Potential Applications

The Cell-in-a-Box Kit is designed to encapsulate your cell of choice in cellulose beads for superior and extended growth levels, providing a protective growth environment for cells. Because of this, the potential applications for this kit in research are extensive; this kit opens up opportunities for unique analyses of how host environments and your cells interact, both in vitro and in vivo. An example of an in vitro application for this kit is in bioreactors. Encapsulated cells are insulated from destructive shear forces found in bioreactors, allowing for the expression of antibodies and recombinant proteins for longer periods of time, improving productivity. 

Whatever the intended application, these are the key properties to keep in mind.

Key Properties

  • Cellulose-based
  • Durable (can last for years in vivo)
  • Artificial and semipermeable
  • Biocompatible
  • Useful for a wide variety of cell types
  • Longer cell survival periods
  • Encapsulated cells can be frozen and stored

The Cell-in-a-Box Kit is designed to simply and reproducibly encapsulate a wide variety of cells for further study. As has been discussed, there are already several proven applications for this technology, and we are confident that as this kit is used by more researchers that many additional novel applications for this technology will arise.

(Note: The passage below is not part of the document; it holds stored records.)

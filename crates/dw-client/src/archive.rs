//! Best-effort on-disk archive of raw exchange responses
//!
//! Every body an adapter receives is written to
//! `<root>/<exchange-slug>/<endpoint>.json`, replacing the previous capture for
//! the same endpoint. Nothing in the collection path reads these files back.
//! Pending writes are tracked so a short-lived process can wait for them with
//! [`RawArchive::flush`] before its runtime shuts down.

use dw_core::{Config, ExchangeId, Result};
use std::path::PathBuf;
use std::sync::Arc;
use std::time::Duration;
use tokio::sync::Semaphore;
use tokio_util::task::TaskTracker;
use tracing::{debug, warn};

/// Fire-and-forget writer for raw responses
#[derive(Debug, Clone)]
pub struct RawArchive {
    root: PathBuf,
    enabled: bool,
    permits: Arc<Semaphore>,
    pending: TaskTracker,
}

impl RawArchive {
    /// Archive rooted at `root`, allowing `concurrency` writes at once
    pub fn new(root: impl Into<PathBuf>, concurrency: usize) -> Self {
        Self {
            root: root.into(),
            enabled: true,
            permits: Arc::new(Semaphore::new(concurrency.max(1))),
            pending: TaskTracker::new(),
        }
    }

    /// Archive configured from `DW_DATA_DIR`, `DW_ARCHIVE_RAW` and `DW_ARCHIVE_CONCURRENCY`
    pub fn from_config(config: &Config) -> Self {
        let mut archive = Self::new(config.archive_dir(), config.archive_concurrency);
        archive.enabled = config.archive_raw;
        archive
    }

    /// An archive that drops everything
    pub fn disabled() -> Self {
        let mut archive = Self::new(PathBuf::new(), 1);
        archive.enabled = false;
        archive
    }

    pub fn is_enabled(&self) -> bool {
        self.enabled
    }

    /// File a capture for `exchange`/`endpoint` lands in
    pub fn path_for(&self, exchange: ExchangeId, endpoint: &str) -> PathBuf {
        let name = endpoint.trim_start_matches('/').replace('/', "_");
        self.root.join(exchange.slug()).join(format!("{}.json", name))
    }

    /// Queue a write on a background task and return immediately.
    ///
    /// Failures are logged at `warn` and never reach the caller. Must be
    /// called from within a tokio runtime.
    pub fn store(&self, exchange: ExchangeId, endpoint: &str, body: &str) {
        if !self.enabled {
            return;
        }

        let archive = self.clone();
        let endpoint = endpoint.to_string();
        let body = body.to_string();
        self.pending.spawn(async move {
            let _permit = match archive.permits.acquire().await {
                Ok(permit) => permit,
                Err(_) => return,
            };
            if let Err(e) = archive.store_now(exchange, &endpoint, &body).await {
                warn!("Failed to archive {} response for {}: {}", exchange, endpoint, e);
            }
        });
    }

    /// Wait up to `limit` for every queued write to finish.
    ///
    /// Returns `false` if writes were still pending when the limit ran out.
    /// Clones share the same queue, so this also covers writes queued through
    /// any clone.
    pub async fn flush(&self, limit: Duration) -> bool {
        self.pending.close();
        let finished = tokio::time::timeout(limit, self.pending.wait()).await.is_ok();
        self.pending.reopen();

        if !finished {
            warn!("{} archive writes still pending after {}ms", self.pending.len(), limit.as_millis());
        }
        finished
    }

    /// Write one capture and wait for it to land.
    pub async fn store_now(&self, exchange: ExchangeId, endpoint: &str, body: &str) -> Result<PathBuf> {
        let path = self.path_for(exchange, endpoint);
        if let Some(dir) = path.parent() {
            tokio::fs::create_dir_all(dir).await?;
        }

        tokio::fs::write(&path, render(body)).await?;
        debug!("Archived {} bytes to {}", body.len(), path.display());
        Ok(path)
    }
}

/// Pretty-print JSON bodies; keep anything else verbatim.
fn render(body: &str) -> String {
    serde_json::from_str::<serde_json::Value>(body)
        .ok()
        .and_then(|value| serde_json::to_string_pretty(&value).ok())
        .unwrap_or_else(|| body.to_string())
}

This product is for R&D use only, not for drug, household, or other uses. Please consult the Safety Data Sheet for information regarding hazards and safe handling practices.

 

Materials

     

 References

  1. Löhr M, Hoffmeyer A, Kröger J, Freund M, Hain J, Holle A, Karle P, Knöfel WT, Liebe S, Müller P, Nizze H, Renner M, Saller RM, Wagner T, Hauenstein K, Günzburg WH, Salmons B. Lancet. Microencapsulated cell-mediated treatment of inoperable pancreatic carcinoma.  (2001) May 19;357(9268):1591-2.
  2. Stadlbauer, V., Stiegler, P.B., Schaffellner, S., Hauser, O., Halwachs, G., Iberer, F., Tscheliessnigg, K.H. and Lackner, C. (2006) Morphological and functional characterization of a pancreatic beta-cell line microencapsulated in sodium cellulose sulfate/poly(diallyldimethylammonium chloride). Xenotransplantation 13, 337-344.
  3. Stiegler, P., Stadlbauer, V., Hackl, F., Iberer F., Lackner, C., Hauser, O., Schaffellner, S., Strunk, D., Tscheliessnigg, K.H. (2009) Xenotransplantation of NaCS microencapsulated porcine islet cells in diabetic rats. Organ Biology, 16(1) : 104.
  4. Salmons, B., Brandtner, E.M., Hettrich, K. Wagenknecht, W., Volkert, B., Fischer, S., Dangerfield, J.A. and Gunzburg,W.H. (2010) Encapsulated cells to focus the metabolic activation of anti-cancer drugs. Current Opinion in Molecular Therapeutics 12(4):450-60.
  5. Chua, A.J.S., Brandtner, E.M., Dangerfield, J.A., Salmons, B., Gunzburg, W.H. and Ng, M.L. (2010) A novel cell encapsulation mode for delivery of therapeutic antibodies against West Nile Virus infections that maintains steady plasma antibody levels throughout therapy. International Congress on Infectious Diseases (ICID): Abstract 24.010. doi:10.1016/jijid.2010.02.
  6. Salmons, B., Dangerfield, J.A., Brandtner, E.M., Toa, P., Tan, W Jin and Gunzburg, W.H. (2010) A method for protecting therapeutic cells and microenvironment containment in patients for gene and cell therapies: a clinically proven enabling cell encapsulation technology. Human Gene Therapy 21 1476-1477.
  7. Salmons, B. and Gunzburg, W.H. (2010) Therapeutic application of cell microencapsulation in cancer. Advances in Experimental Medicine and biology 670, 92-103.